Acta fabula
ISSN 2115-8037

2006
Novembre-Décembre 2006 (volume 7, numéro 6)
Thomas Mercier

Jacques Doucet : histoire d’un mécène

François Chapon, C’était Jacques Doucet, Fayard, octobre 2006, 558 p.

1François Chapon, dans une étude extrêmement dense, rend un hommage nécessaire à Jacques Doucet. Le directeur honoraire de la Bibliothèque littéraire évoque chacun des centres d’intérêt de son fondateur : la haute couture ; le xviiie siècle ; l’art et la littérature contemporaine ; la conservation en général ; l’aménagement d’intérieur.

Jacques Doucet, aujourd’hui mal connu, incarne d’abord le chic du temps de Proust ! Couturier et petit fils de couturier, très en vogue vers 1900, il est célèbre pour habiller les actrices, en particulier Réjane et Sarah Bernhardt aussi bien à la scène qu’à la ville. De la vieille école, celle qui « orne les femmes » son atelier profite encore, dans les années 1920, d’une clientèle qui n’est pas prête à accepter les modes nouvelles. En couture, Doucet est un homme du xixe, mais cela ne lui suffit pas.

Quoiqu’il fasse fortune avec ses créations, il se veut collectionneur et rentier !

2Doucet commente sa collection dans une interview accordée à Félix Fénéon.

3À 21 ans, il est initié au xviiie siècle par Degas. Devenant rapidement une sorte de « Cousin Pons », il élabore avec patience et discernement un authentique ensemble quand d’autres se contentent d’accumuler. Sa collection comporte certains des plus célèbres La Tour, Chardin, Boucher, Watteau. Les pièces sont mises en cohérence les unes avec les autres dès que cela est possible et environnées de bibelots de toutes sortes.
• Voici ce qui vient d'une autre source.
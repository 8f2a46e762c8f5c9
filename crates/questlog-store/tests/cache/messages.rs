//! Control messages, push and notification clicks for src/cache/worker.rs

use std::sync::Arc;

use questlog_store::{
    cache::{
        CacheManifest, CacheWorker, CacheWorkerOptions, ControlMessage, MemoryCacheStorage,
        WorkerState,
    },
    testing::{ClientCall, RecordingClients, RecordingNotifier, StaticNetwork},
};
use tokio::sync::oneshot;

// ============================================================================
// Helpers
// ============================================================================

struct Harness {
    worker: CacheWorker,
    clients: Arc<RecordingClients>,
    notifier: Arc<RecordingNotifier>,
}

fn harness(clients: RecordingClients) -> Harness {
    let clients = Arc::new(clients);
    let notifier = Arc::new(RecordingNotifier::new());
    let worker = CacheWorker::new(CacheWorkerOptions {
        manifest: CacheManifest {
            version: "v9".into(),
            origin: "https://app.test".into(),
            assets: Vec::new(),
            start_url: "/app".into(),
            ..CacheManifest::default()
        },
        storage: Arc::new(MemoryCacheStorage::new()),
        network: Arc::new(StaticNetwork::new()),
        clients: clients.clone(),
        notifier: notifier.clone(),
    })
    .expect("valid manifest");
    Harness {
        worker,
        clients,
        notifier,
    }
}

// ============================================================================
// Control channel
// ============================================================================

#[tokio::test]
async fn skip_waiting_activates_an_installed_worker() {
    let h = harness(RecordingClients::new());
    h.worker.install().await.unwrap();
    assert_eq!(h.worker.state(), WorkerState::Installed);

    h.worker.handle_message(ControlMessage::SkipWaiting).await;
    assert_eq!(h.worker.state(), WorkerState::Active);
    assert_eq!(h.clients.calls(), [ClientCall::Claim]);
}

#[tokio::test]
async fn skip_waiting_before_install_is_remembered() {
    let h = harness(RecordingClients::new());
    h.worker.handle_raw_message(r#"{"type":"SKIP_WAITING"}"#, None).await;
    assert_eq!(h.worker.state(), WorkerState::Installing);

    h.worker.start().await.unwrap();
    assert_eq!(h.worker.state(), WorkerState::Active);
}

#[tokio::test]
async fn get_version_replies_with_tag() {
    let h = harness(RecordingClients::new());

    let (tx, rx) = oneshot::channel();
    h.worker
        .handle_message(ControlMessage::GetVersion { reply: tx })
        .await;
    assert_eq!(rx.await.unwrap(), "v9");

    let (tx, rx) = oneshot::channel();
    h.worker
        .handle_raw_message(r#"{"type":"GET_VERSION"}"#, Some(tx))
        .await;
    assert_eq!(rx.await.unwrap(), "v9");
}

#[tokio::test]
async fn unknown_messages_are_ignored() {
    let h = harness(RecordingClients::new());
    h.worker.install().await.unwrap();
    h.worker.handle_raw_message("not json", None).await;
    h.worker.handle_raw_message(r#"{"type":"RELOAD"}"#, None).await;
    h.worker.handle_raw_message(r#"{"type":"GET_VERSION"}"#, None).await;
    assert_eq!(h.worker.state(), WorkerState::Installed);
}

// ============================================================================
// Push & notification click
// ============================================================================

#[tokio::test]
async fn push_shows_notification_from_payload() {
    let h = harness(RecordingClients::new());
    h.worker
        .handle_push(Some(r#"{"title":"Level up","body":"You reached level 5"}"#))
        .await;
    h.worker.handle_push(None).await;

    let shown = h.notifier.shown();
    assert_eq!(shown.len(), 2);
    assert_eq!(shown[0].title, "Level up");
    assert_eq!(shown[0].body, "You reached level 5");
    assert_eq!(shown[0].url, "/app");
    assert_eq!(shown[1].title, "Questlog");
}

#[tokio::test]
async fn click_focuses_an_open_window() {
    let h = harness(RecordingClients::new().with_open_window("/app"));
    assert!(h.worker.handle_notification_click(None).await);
    assert_eq!(h.clients.calls(), [ClientCall::Focus("/app".into())]);
}

#[tokio::test]
async fn click_opens_a_window_when_none_is_open() {
    let h = harness(RecordingClients::new());
    assert!(h.worker.handle_notification_click(Some("/stats")).await);
    assert_eq!(
        h.clients.calls(),
        [ClientCall::Focus("/stats".into()), ClientCall::Open("/stats".into())]
    );
}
Mais contrairement au personnage de Balzac qui thésaurise en secret, le collectionneur « laisse accéder facilement les chercheurs à ses meilleurs prises ». Ainsi, « les recherches dont s’entoure la collection Doucet contribuent à son rayonnement plus encore que la sûreté du goût qui la compose ». Sous son impulsion, une nouvelle discipline émerge : l’histoire de l’art.
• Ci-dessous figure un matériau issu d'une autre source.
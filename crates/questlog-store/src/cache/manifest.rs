//! Versioned precache manifest and cache-generation naming.

use std::time::Duration;

use serde::{Deserialize, Serialize};
use url::Url;

use crate::error::{CacheError, Result};

#[derive(Debug, Clone, Serialize, Deserialize)]
#[serde(default, rename_all = "camelCase")]
pub struct CacheManifest {
    /// Deployed version tag, embedded in every cache name.
    pub version: String,
    /// Cache-name prefix.
    pub prefix: String,
    /// Origin the app is served from; only same-origin requests are cached.
    pub origin: String,
    /// Page opened when a notification is clicked and no window is open.
    pub start_url: String,
    /// Served for HTML requests when cache and network both miss.
    pub offline_page: String,
    /// Paths fetched and stored at install time.
    pub assets: Vec<String>,
    /// Hosts never intercepted (remote backend, CDNs). A leading `.`
    /// matches any subdomain.
    pub passthrough_hosts: Vec<String>,
    /// Per-asset fetch budget during install.
    pub install_timeout_ms: u64,
}

impl Default for CacheManifest {
    fn default() -> Self {
        Self {
            version: "v1".to_string(),
            prefix: "questlog".to_string(),
            origin: "http://localhost:8080".to_string(),
            start_url: "/".to_string(),
            offline_page: "/offline.html".to_string(),
            assets: [
                "/",
                "/index.html",
                "/offline.html",
                "/manifest.json",
                "/css/styles.css",
                "/js/app.js",
                "/js/dataService.js",
                "/js/migration.js",
                "/icons/icon-192.png",
                "/icons/icon-512.png",
            ]
            .iter()
            .map(|s| s.to_string())
            .collect(),
            passthrough_hosts: vec![
                ".firebaseio.com".to_string(),
                ".googleapis.com".to_string(),
                "www.gstatic.com".to_string(),
                "cdnjs.cloudflare.com".to_string(),
            ],
            install_timeout_ms: 15_000,
        }
    }
}

impl CacheManifest {
    pub fn static_cache_name(&self) -> String {
        format!("{}-static-{}", self.prefix, self.version)
    }

    pub fn runtime_cache_name(&self) -> String {
        format!("{}-dynamic-{}", self.prefix, self.version)
    }

    /// Whether `name` belongs to the current generation.
    pub fn is_current(&self, name: &str) -> bool {
        name == self.static_cache_name() || name == self.runtime_cache_name()
    }

    pub fn install_timeout(&self) -> Duration {
        Duration::from_millis(self.install_timeout_ms)
    }

    pub fn origin_url(&self) -> Result<Url, CacheError> {
        Url::parse(&self.origin).map_err(|_| CacheError::InvalidUrl(self.origin.clone()))
    }

    /// Absolute URL for a manifest path.
    pub fn resolve(&self, path: &str) -> Result<Url, CacheError> {
        self.origin_url()?
            .join(path)
            .map_err(|_| CacheError::InvalidUrl(path.to_string()))
    }

    pub fn is_passthrough_host(&self, host: &str) -> bool {
        self.passthrough_hosts.iter().any(|h| match h.strip_prefix('.') {
            Some(domain) => host == domain || host.ends_with(h.as_str()),
            None => host == h,
        })
    }
}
4En 1914, Jacques Doucet possède une bibliothèque de recherche imposante : cent mille imprimés, dix mille estampes, cent cinquante mille photographies, mille dessins. Le principal agent dans cette affaire est Albert Vuaflart, un érudit qui devient le responsable de la bibliothèque et qui figure le talent de Doucet pour s’entourer des meilleurs spécialistes et au besoin, de les transformer en factotum. À l’époque où Doucet fonde sa bibliothèque, la France souffre d’indigence en histoire de l’art. L’École du Louvre, fondée en 1882 par Antonin Proust était pauvre en ouvrages de référence. Les bibliothèques universitaires tout autant. Doucet monte son œuvre en bon gestionnaire, dans le domaine de l’art comme dans celui de la finance : il rachète des bibliothèques constituées, remet en vente les doublons.
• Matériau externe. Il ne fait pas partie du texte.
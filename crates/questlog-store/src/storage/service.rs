//! DataService: backend selection and the caller-facing persistence API.
//!
//! `init()` picks the remote store when it answers, the local store
//! otherwise, and never changes that choice for the rest of the session.
//! Every public operation maps backend errors to a sentinel (`false`,
//! `None`, empty vec) after logging them; none of them return `Err` or panic.

use std::sync::{Arc, OnceLock};

use parking_lot::RwLock;
use serde_json::Value;

use crate::activity::ActivitySink;
use crate::clock::{Clock, MonotonicClock, SystemClock};
use crate::config::StoreOptions;
use crate::error::{Result, StoreError};
use crate::types::{
    ActivityEvent, ConnectionStatus, Group, Identity, Item, ItemType, UserRecord,
};

use super::kv::KeyValueStore;
use super::local::LocalStore;
use super::remote::RemoteStore;
use super::traits::{BackendKind, StoreBackend};
use super::tree::TreeDatabase;

// ============================================================================
// Backends & StorageContext
// ============================================================================

/// Candidate backends. `None` means the module is not available on this
/// client at all.
#[derive(Clone, Default)]
pub struct Backends {
    pub remote: Option<Arc<dyn TreeDatabase>>,
    pub local: Option<Arc<dyn KeyValueStore>>,
}

impl Backends {
    pub fn new(
        remote: Option<Arc<dyn TreeDatabase>>,
        local: Option<Arc<dyn KeyValueStore>>,
    ) -> Self {
        Self { remote, local }
    }
}

/// The backend selected at startup plus its activity channel.
#[derive(Clone)]
pub struct StorageContext {
    backend: Arc<dyn StoreBackend>,
    activity: ActivitySink,
}

impl StorageContext {
    pub fn new(backend: Arc<dyn StoreBackend>, activity: ActivitySink) -> Self {
        Self { backend, activity }
    }

    pub fn backend(&self) -> &Arc<dyn StoreBackend> {
        &self.backend
    }

    pub fn kind(&self) -> BackendKind {
        self.backend.kind()
    }
}

/// Try the remote backend, then the local one.
///
/// Returns `None` only when neither is available.
pub async fn select_backend(
    backends: &Backends,
    options: &StoreOptions,
    clock: Arc<MonotonicClock>,
) -> Option<StorageContext> {
    let backend: Arc<dyn StoreBackend> = match select_remote(backends, options, &clock).await {
        Ok(remote) => {
            tracing::info!("using remote store");
            Arc::new(remote)
        }
        Err(e) => {
            let Some(kv) = backends.local.clone() else {
                tracing::error!(error = %e, "remote store unavailable and no local store present");
                return None;
            };
            tracing::warn!(error = %e, "remote store unavailable, falling back to local store");
            Arc::new(LocalStore::open(kv, clock))
        }
    };

    let activity = if options.activity_logging {
        ActivitySink::spawn(Arc::clone(&backend))
    } else {
        ActivitySink::disabled()
    };
    Some(StorageContext::new(backend, activity))
}

async fn select_remote(
    backends: &Backends,
    options: &StoreOptions,
    clock: &Arc<MonotonicClock>,
) -> Result<RemoteStore, StoreError> {
    let db = backends
        .remote
        .clone()
        .ok_or_else(|| StoreError::Unavailable("no remote store configured".into()))?;
    RemoteStore::connect(db, Arc::clone(clock), options.remote.connect_timeout()).await
}

// ============================================================================
// DataService
// ============================================================================

pub struct DataService {
    backends: Backends,
    options: StoreOptions,
    clock: Arc<MonotonicClock>,
    context: OnceLock<StorageContext>,
    identity: RwLock<Option<Identity>>,
}

impl DataService {
    pub fn new(backends: Backends, options: StoreOptions) -> Self {
        Self::with_clock(backends, options, Arc::new(SystemClock))
    }

    pub fn with_clock(backends: Backends, options: StoreOptions, clock: Arc<dyn Clock>) -> Self {
        Self {
            backends,
            options,
            clock: Arc::new(MonotonicClock::new(clock)),
            context: OnceLock::new(),
            identity: RwLock::new(None),
        }
    }

    /// Select a backend. Returns true iff one is active.
    ///
    /// Calling `init` again after success is a no-op returning true.
    pub async fn init(&self) -> bool {
        if self.context.get().is_some() {
            return true;
        }
        let Some(ctx) = select_backend(&self.backends, &self.options, Arc::clone(&self.clock)).await
        else {
            return false;
        };
        // A concurrent init may have won; its context stays in place.
        let _ = self.context.set(ctx);
        // Held across the push so a racing `set_identity` lands after it.
        let identity = self.identity.read();
        if let Some(ctx) = self.context.get() {
            ctx.backend.set_identity(identity.clone());
        }
        true
    }

    pub fn is_ready(&self) -> bool {
        self.context.get().is_some()
    }

    pub fn context(&self) -> Option<&StorageContext> {
        self.context.get()
    }

    pub fn backend_kind(&self) -> Option<BackendKind> {
        self.context.get().map(StorageContext::kind)
    }

    /// Consume an "authenticated identity changed" signal.
    pub fn set_identity(&self, identity: Option<Identity>) {
        let mut current = self.identity.write();
        *current = identity.clone();
        if let Some(ctx) = self.context.get() {
            ctx.backend.set_identity(identity);
        }
    }

    /// The signed-in identity, `None` when signed out.
    pub fn authenticated_identity(&self) -> Option<Identity> {
        self.identity.read().clone()
    }

    /// Identity operations currently apply to (the device identity on the
    /// local store while signed out).
    pub fn active_identity(&self) -> Option<Identity> {
        self.context.get().and_then(|ctx| ctx.backend.identity())
    }

    fn backend(&self) -> Option<&Arc<dyn StoreBackend>> {
        let ctx = self.context.get();
        if ctx.is_none() {
            tracing::debug!("data service used before a backend was selected");
        }
        ctx.map(|c| &c.backend)
    }

    fn settle<T>(&self, op: &'static str, result: Result<T, StoreError>) -> Option<T> {
        match result {
            Ok(v) => Some(v),
            Err(e) => {
                tracing::warn!(operation = op, error = %e, "storage operation failed");
                None
            }
        }
    }

    // -----------------------------------------------------------------------
    // Records
    // -----------------------------------------------------------------------

    pub async fn get_user_data(&self) -> Option<UserRecord> {
        let backend = self.backend()?;
        self.settle("get_user_data", backend.get_user_data().await)
    }

    pub async fn save_user_data(&self, record: &UserRecord) -> bool {
        let Some(backend) = self.backend() else {
            return false;
        };
        self.settle("save_user_data", backend.save_user_data(record).await)
            .is_some()
    }

    pub async fn update_field(&self, name: &str, value: Value) -> bool {
        let Some(backend) = self.backend() else {
            return false;
        };
        self.settle("update_field", backend.update_field(name, value).await)
            .is_some()
    }

    pub async fn update_streak(&self, streak: u32) -> bool {
        self.update_field("streak", Value::from(streak)).await
    }

    pub async fn update_xp(&self, xp: u64) -> bool {
        self.update_field("xp", Value::from(xp)).await
    }

    // -----------------------------------------------------------------------
    // Items
    // -----------------------------------------------------------------------

    pub async fn save_item(&self, kind: ItemType, title: &str, description: &str) -> Option<String> {
        let backend = self.backend()?;
        self.settle("save_item", backend.save_item(kind, title, description).await)
    }

    pub async fn get_user_items(&self) -> Vec<Item> {
        let Some(backend) = self.backend() else {
            return Vec::new();
        };
        self.settle("get_user_items", backend.get_user_items().await)
            .unwrap_or_default()
    }

    // -----------------------------------------------------------------------
    // Group
    // -----------------------------------------------------------------------

    pub async fn save_group(&self, group: &Group) -> bool {
        let Some(backend) = self.backend() else {
            return false;
        };
        self.settle("save_group", backend.save_group(group).await)
            .is_some()
    }

    pub async fn get_group(&self) -> Option<Group> {
        let backend = self.backend()?;
        self.settle("get_group", backend.get_group().await).flatten()
    }

    // -----------------------------------------------------------------------
    // Connectivity & activity
    // -----------------------------------------------------------------------

    pub async fn test_connection(&self) -> bool {
        match self.backend() {
            Some(backend) => backend.test_connection().await,
            None => false,
        }
    }

    pub fn get_connection_status(&self) -> ConnectionStatus {
        self.context
            .get()
            .map(|ctx| ctx.backend.connection_status())
            .unwrap_or_else(ConnectionStatus::unavailable)
    }

    /// Queue an analytics event. Never blocks, never fails.
    pub fn log_activity(&self, action: &str, data: Value) {
        if let Some(ctx) = self.context.get() {
            ctx.activity.notify(ActivityEvent {
                action: action.to_string(),
                data,
                timestamp: self.clock.tick(),
            });
        }
    }
}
5En 1914 encore, Doucet prend en charge l’expédition chinoise de Victor Segalen. L’histoire des arts asiatiques est encore en bonne partie à faire et c’est notre couturier qui s’y emploie. Il fait, en outre, photographier une très grande quantité d’œuvres de toutes les époques pour donner aux textes réunis un pendant iconographique : « il ne lui suffit pas d’acheter, il finance les prises de vues des éditeurs afin qu’ils puissent sortir de la production seulement commerciale (…). On rapporte des clichés dont Doucet demeure le propriétaire. Bientôt, il décide d’avoir son atelier à lui. »

6Sur une période allant de 1660 à 1812, Doucet fait effectuer un inventaire quasi ininterrompu de la création artistique. La campagne d’acquisition d’autographes d’artistes a commencé en 1912, elle comprend près de deux mille pièces. L’acquisition de dessins des xixe et xxe siècles qui alors n’ont pas la faveur du public fait partie des prémisses de son goût pour l’avant-garde. Sous l’influence et sur les conseils de René-Jean, Doucet accroît ses collections de revues et œuvres ayant trait à la période récente (impressionnisme, nabis, cubisme), il acquiert croquis et dessins préparatoires.

7Et puis subitement, en 1912, c’est la vente en grande pompe, pour près de quinze million de francs, de toute la collection ancienne et le don de la Bibliothèque d’Art et d’Archéologie à l’Université de Paris1. Le public s’enflamme, la plus value est énorme et la perplexité ne l’est pas moins. On s’explique mal la volte-face du collectionneur et on omet presque de le remercier, Doucet semble vivre dans un monde parallèle que le monde réel peine à concevoir.

8« En somme, déclare-t-il, mes vieilleries, maintenant dispersées, ne m’ont jamais donné autant de plaisir que les œuvres fraîches qui m’entourent aujourd’hui ».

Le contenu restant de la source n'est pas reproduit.